Start by obtaining the supplier's NADCAP certificate, which lists the accredited commodities and the specific scope of accreditation. Then read that scope against your part's actual requirements rather than accepting the certificate at face value. NADCAP accreditation is bounded by detail: a heat treat accreditation is tied to specific equipment, processes, and pyrometry; an NDT accreditation is tied to particular methods and techniques; a chemical processing accreditation is tied to specific treatments and parameters. Confirm that the method, materials, and parameters your part needs fall within the accredited scope, because a supplier can hold valid NADCAP accreditation for a process and still be outside scope for the specific variant you require.
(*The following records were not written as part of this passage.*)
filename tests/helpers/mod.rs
//! Shared router setup and a recording mailer for integration tests

#![allow(dead_code)]

use std::sync::{Arc, Mutex};

use async_trait::async_trait;
use axum::{
    Router,
    body::Body,
    http::{Method, Request, StatusCode, header},
};
use hickup::{AppState, router};
use hickup_notification::{Delivery, Mailer, OutboundEmail, SendError};
use http_body_util::BodyExt;
use serde_json::Value;
use tower::ServiceExt;

pub const FROM: &str = "Hickup Intake <onboarding@resend.dev>";
pub const TO: &str = "ops@example.com";

#[derive(Clone, Copy)]
pub enum Outcome {
    Delivered(Option<&'static str>),
    Rejected,
}

/// Records every message and answers with a fixed outcome
#[derive(Clone)]
pub struct RecordingMailer {
    sent: Arc<Mutex<Vec<OutboundEmail>>>,
    outcome: Outcome,
}

impl RecordingMailer {
    pub fn new(outcome: Outcome) -> Self {
        Self {
            sent: Arc::new(Mutex::new(Vec::new())),
            outcome,
        }
    }

    pub fn sent(&self) -> Vec<OutboundEmail> {
        self.sent.lock().unwrap().clone()
    }
}

#[async_trait]
impl Mailer for RecordingMailer {
    async fn send(&self, email: OutboundEmail) -> Result<Delivery, SendError> {
        self.sent.lock().unwrap().push(email);

        match self.outcome {
            Outcome::Delivered(id) => Ok(Delivery {
                id: id.map(str::to_string),
            }),
            Outcome::Rejected => Err(SendError::Provider {
                status: 403,
                name: "validation_error".to_string(),
                message: "You can only send testing emails to your own email address".to_string(),
            }),
        }
    }
}

pub fn app(mailer: &RecordingMailer) -> Router {
    router(AppState {
        mailer: Arc::new(mailer.clone()),
        from: FROM.to_string(),
        to: TO.to_string(),
    })
}

/// Sends a request and returns the status with the decoded JSON body
pub async fn call(app: Router, request: Request<Body>) -> (StatusCode, Value) {
    let response = app.oneshot(request).await.unwrap();
    let status = response.status();
    let body = response.into_body().collect().await.unwrap().to_bytes();
    let json = serde_json::from_slice(&body).unwrap();

    (status, json)
}

pub async fn post_contact(app: Router, body: &str) -> (StatusCode, Value) {
    let request = Request::builder()
        .method(Method::POST)
        .uri("/api/contact")
        .header(header::CONTENT_TYPE, "application/json")
        .body(Body::from(body.to_string()))
        .unwrap();

    call(app, request).await
}
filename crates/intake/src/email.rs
use askama::Template;

use crate::{IntakeError, Submission};

pub const NOT_PROVIDED: &str = "Not provided";

#[derive(Template)]
#[template(path = "inquiry.html")]
struct InquiryHtmlTemplate<'a> {
    name: &'a str,
    email: &'a str,
    company: &'a str,
    agent_count: &'a str,
    use_case: &'a str,
    message_lines: Vec<&'a str>,
}

#[derive(Template)]
#[template(path = "inquiry.txt")]
struct InquiryPlainTemplate<'a> {
    name: &'a str,
    email: &'a str,
    company: &'a str,
    agent_count: &'a str,
    use_case: &'a str,
    message: &'a str,
}

/// Subject and bodies of the operator notification
#[derive(Debug, Clone, PartialEq)]
pub struct RenderedInquiry {
    pub subject: String,
    pub html: String,
    pub text: String,
}

impl Submission {
    pub fn subject(&self) -> String {
        format!("New Agent Infrastructure Inquiry from {}", self.name)
    }

    pub fn render(&self) -> Result<RenderedInquiry, IntakeError> {
        let company = self.company.as_deref().unwrap_or(NOT_PROVIDED);
        let agent_count = self.agent_count.as_deref().unwrap_or(NOT_PROVIDED);
        let use_case = self.use_case.as_deref().unwrap_or(NOT_PROVIDED);

        let html = InquiryHtmlTemplate {
            name: &self.name,
            email: &self.email,
            company,
            agent_count,
            use_case,
            message_lines: self.message.split('\n').collect(),
        }
        .render()?;

        let text = InquiryPlainTemplate {
            name: &self.name,
            email: &self.email,
            company,
            agent_count,
            use_case,
            message: &self.message,
        }
        .render()?;

        Ok(RenderedInquiry {
            subject: self.subject(),
            html,
            text,
        })
    }
}
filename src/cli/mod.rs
pub mod server;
Also confirm the accreditation is current, since NADCAP is maintained on a recurring audit cycle whose interval reflects the supplier's performance history, and ask about the latest audit and any open findings. For defense-related parts in the Decatur corridor, verify the process source's ITAR status as well if it will handle controlled technical data. Doing this scope-level verification before awarding work is what prevents a late, expensive rejection.